I was surprised when I read that the Swarthmore Afro-American Students Society (SASS) chose to end their sit-in at Swarthmore College in 1969 before the administration had met their demands, mainly related to increasing black enrollment, because the President of Swarthmore, Courtney Smith, died of a sudden heart attack. Reading this astonished me because the death of a college’s president, in the middle of protests over demands he was refusing to meet, seemed so unlikely, both in its timing and its unforeseen impact on SASS’ sit-in, that I had a hard time believing it happened.
But while this individual turn of history is surprising and tragic and important, what it got me thinking about more is the various levels on which history can play out.

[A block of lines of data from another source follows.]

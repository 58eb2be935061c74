//! Authentication primitives: login credentials and the bearer credential.
//!
//! Inbound handlers validate raw strings through these constructors before a
//! port is called, so a blank email or password never reaches the backend.

use std::fmt;

use zeroize::Zeroizing;

/// Domain error returned when login payload values are invalid.
#[derive(Debug, Clone, PartialEq, Eq, thiserror::Error)]
pub enum LoginValidationError {
    /// Email was missing or blank once trimmed.
    #[error("email must not be empty")]
    EmptyEmail,
    /// Password was blank.
    #[error("password must not be empty")]
    EmptyPassword,
}

/// Validated login credentials.
///
/// ## Invariants
/// - `email` is trimmed and must not be empty after trimming.
/// - `password` must be non-empty but keeps caller-provided whitespace.
///
/// # Examples
/// ```
/// use portal::domain::LoginCredentials;
///
/// let creds = LoginCredentials::try_from_parts(" admin@loanapp.com ", "admin123").unwrap();
/// assert_eq!(creds.email(), "admin@loanapp.com");
/// ```
#[derive(Clone, PartialEq, Eq)]
pub struct LoginCredentials {
    email: String,
    password: Zeroizing<String>,
}

impl LoginCredentials {
    /// Construct credentials from raw email/password inputs.
    pub fn try_from_parts(email: &str, password: &str) -> Result<Self, LoginValidationError> {
        let normalized = email.trim();
        if normalized.is_empty() {
            return Err(LoginValidationError::EmptyEmail);
        }
        if password.is_empty() {
            return Err(LoginValidationError::EmptyPassword);
        }
        Ok(Self {
            email: normalized.to_owned(),
            password: Zeroizing::new(password.to_owned()),
        })
    }

    /// Login email as typed, trimmed.
    pub fn email(&self) -> &str {
        self.email.as_str()
    }

    /// Password string provided by the caller.
    pub fn password(&self) -> &str {
        self.password.as_str()
    }
}

impl fmt::Debug for LoginCredentials {
    fn fmt(&self, f: &mut fmt::Formatter<'_>) -> fmt::Result {
        f.debug_struct("LoginCredentials")
            .field("email", &self.email)
            .field("password", &"<redacted>")
            .finish()
    }
}

/// Error raised when a bearer credential is blank.
#[derive(Debug, Clone, Copy, PartialEq, Eq, thiserror::Error)]
#[error("bearer token must not be empty")]
pub struct EmptyTokenError;

/// Opaque bearer credential issued by the backend at login.
///
/// The value is wiped from memory on drop and never printed by `Debug`.
#[derive(Clone, PartialEq, Eq)]
pub struct BearerToken(Zeroizing<String>);

impl BearerToken {
    /// Wrap a token string, rejecting blank values.
    pub fn new(token: impl Into<String>) -> Result<Self, EmptyTokenError> {
        let token = token.into();
        if token.trim().is_empty() {
            return Err(EmptyTokenError);
        }
        Ok(Self(Zeroizing::new(token)))
    }

    /// Raw token for persistence in the session cookie.
    pub fn expose(&self) -> &str {
        self.0.as_str()
    }

    /// `Authorization` header value.
    ///
    /// # Examples
    /// ```
    /// use portal::domain::BearerToken;
    ///
    /// let token = BearerToken::new("abc").unwrap();
    /// assert_eq!(token.authorization(), "Bearer abc");
    /// ```
    pub fn authorization(&self) -> String {
        format!("Bearer {}", self.expose())
    }
}

impl fmt::Debug for BearerToken {
    fn fmt(&self, f: &mut fmt::Formatter<'_>) -> fmt::Result {
        f.write_str("BearerToken(<redacted>)")
    }
}
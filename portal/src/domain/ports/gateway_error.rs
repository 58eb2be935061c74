//! Failure taxonomy shared by every backend-facing port.

use tracing::warn;

use super::define_port_error;
use crate::domain::Error;

define_port_error! {
    /// Errors raised when talking to the backend collaborator.
    pub enum GatewayError {
        /// The credential is missing, invalid, or expired (HTTP 401).
        Unauthorized { message: String } =>
            "backend rejected the credential: {message}",
        /// The backend refused the action for this user (HTTP 403).
        Forbidden { message: String } =>
            "backend refused the action: {message}",
        /// The referenced record does not exist (HTTP 404).
        NotFound { message: String } =>
            "backend record not found: {message}",
        /// Any other refusal from a reachable backend.
        Rejected { status: u16, message: String } =>
            "backend rejected the request ({status}): {message}",
        /// The backend could not be reached or timed out.
        Transport { message: String } =>
            "backend unreachable: {message}",
        /// The backend answered with a payload the portal cannot read.
        Decode { message: String } =>
            "backend response could not be decoded: {message}",
    }
}

impl From<GatewayError> for Error {
    fn from(value: GatewayError) -> Self {
        match value {
            GatewayError::Unauthorized { message } => {
                Error::unauthorized(format!("session expired: {message}"))
            }
            GatewayError::Forbidden { message } | GatewayError::Rejected { message, .. } => {
                Error::backend_rejection(message)
            }
            GatewayError::NotFound { message } => Error::not_found(message),
            GatewayError::Transport { message } => {
                warn!(%message, "backend unreachable");
                Error::service_unavailable("the loan service is unavailable")
            }
            GatewayError::Decode { message } => {
                Error::internal(format!("unreadable backend response: {message}"))
            }
        }
    }
}
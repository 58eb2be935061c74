//! Request-scoped trace identifier for correlation across logs and errors.
//!
//! The identifier lives in task-local storage so domain errors and outbound
//! calls can pick it up without threading it through every signature. Tokio
//! task-locals are not inherited by spawned tasks; wrap spawned work in
//! [`TraceId::scope`] to carry the identifier across.

use std::future::Future;

use tokio::task_local;
use uuid::Uuid;

/// Header carrying the trace identifier on responses and outbound requests.
pub const TRACE_ID_HEADER: &str = "trace-id";

task_local! {
    static TRACE_ID: TraceId;
}

/// Per-request trace identifier exposed via task-local storage.
///
/// # Examples
/// ```
/// use portal::domain::TraceId;
///
/// # tokio::runtime::Runtime::new().unwrap().block_on(async {
/// let trace_id: TraceId = "00000000-0000-0000-0000-000000000000"
///     .parse()
///     .expect("valid UUID");
/// let observed = TraceId::scope(trace_id, async move { TraceId::current() }).await;
/// assert_eq!(observed, Some(trace_id));
/// # });
/// ```
#[derive(Debug, Clone, Copy, PartialEq, Eq)]
pub struct TraceId(Uuid);

impl TraceId {
    /// Generate a new random trace identifier.
    #[must_use]
    pub fn generate() -> Self {
        Self(Uuid::new_v4())
    }

    /// Returns the current trace identifier if one is in scope.
    #[must_use]
    pub fn current() -> Option<Self> {
        TRACE_ID.try_with(|id| *id).ok()
    }

    /// Execute the provided future with the supplied trace identifier in scope.
    pub async fn scope<Fut>(trace_id: TraceId, fut: Fut) -> Fut::Output
    where
        Fut: Future,
    {
        TRACE_ID.scope(trace_id, fut).await
    }
}

impl std::fmt::Display for TraceId {
    fn fmt(&self, f: &mut std::fmt::Formatter<'_>) -> std::fmt::Result {
        write!(f, "{}", self.0)
    }
}

impl std::str::FromStr for TraceId {
    type Err = uuid::Error;

    fn from_str(s: &str) -> Result<Self, Self::Err> {
        Ok(Self(Uuid::parse_str(s)?))
    }
}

In the case of BCM, there’s individual campus movements–as documented, for example, on Black at Bryn Mawr and Swarthmore’s Black Liberation 1969 archive–and then there’s looking at the overall trends of BCM movements on the national level, which Ibram H. Rogers does effectively in The Black Campus Movement. Obviously the individual and national, micro and macro, levels of history are not at all separate, but I do wonder about the complexities of having conversations about individual change on individual campuses when those campuses exist in a national context, and having conversations about movements on a national level when individual cases can be so idiosyncratic.
The course of Swarthmore’s black campus movement was altered by the surprising death of its president; understanding how President Smith’s death affected SASS’s activism is key to understanding Swarthmore’s history, but probably wouldn’t make it into any book on the scale of Rogers’. When compiling resources for projects like Black at Bryn Mawr and Swarthmore’s Black Liberation 1969 archive, how can one balance the need for national context with the attention to individual turning points? How can campus activists advocate for change on their campuses that is rooted both in their individual campus’ history and a national or international context? If one is looking to archive student activism at a specific college or university, like Jarrett Drake is at Princeton, what role can archives play in mediating between the micro and the macro of history? Should college archives just document materials relating to their college, or should they attempt to archive materials that help illuminate a broader context?
Some of these questions feel like they should have simple answers, but the more I think about the readings for this week, the complicated interconnectedness of the national BLM movement and specific cases at Swarthmore and Bryn Mawr with their specific contexts and turning points, I’m not so sure where the line can be drawn between one college’s history and the history of a national college movement.